Dataset entries START
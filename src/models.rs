use serde::{Deserialize, Serialize};
use utoipa::ToSchema;

use crate::model::role::Role;

#[derive(Deserialize, ToSchema)]
pub struct LoginReqDto {
    #[serde(default)]
    #[schema(example = "admin")]
    pub username: String,
    #[serde(default)]
    #[schema(example = "Admin123")]
    pub password: String,
}

#[derive(Deserialize, ToSchema)]
pub struct ProfileUpdateDto {
    #[schema(example = "admin")]
    pub username: Option<String>,
    #[schema(example = "admin@company.com", format = "email")]
    pub email: Option<String>,
}

#[derive(Deserialize, ToSchema)]
#[serde(rename_all = "camelCase")]
pub struct ChangePasswordDto {
    #[serde(default)]
    pub current_password: String,
    #[serde(default)]
    #[schema(example = "NewPass123")]
    pub new_password: String,
}

/// Session token payload. `sub` is the account id; the role is advisory,
/// the gate always re-reads the account.
#[derive(Debug, Clone, Serialize, Deserialize)]
pub struct Claims {
    pub sub: String,
    pub role: Role,
    pub iat: i64,
    pub exp: i64,
    pub iss: String,
    pub aud: String,
    pub jti: String,
}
Dataset entries END
Exact copies of the line containing "re-reads the account." and of every line after it through the end of the entries are all that should be output.

/// the gate always re-reads the account.
#[derive(Debug, Clone, Serialize, Deserialize)]
pub struct Claims {
    pub sub: String,
    pub role: Role,
    pub iat: i64,
    pub exp: i64,
    pub iss: String,
    pub aud: String,
    pub jti: String,
}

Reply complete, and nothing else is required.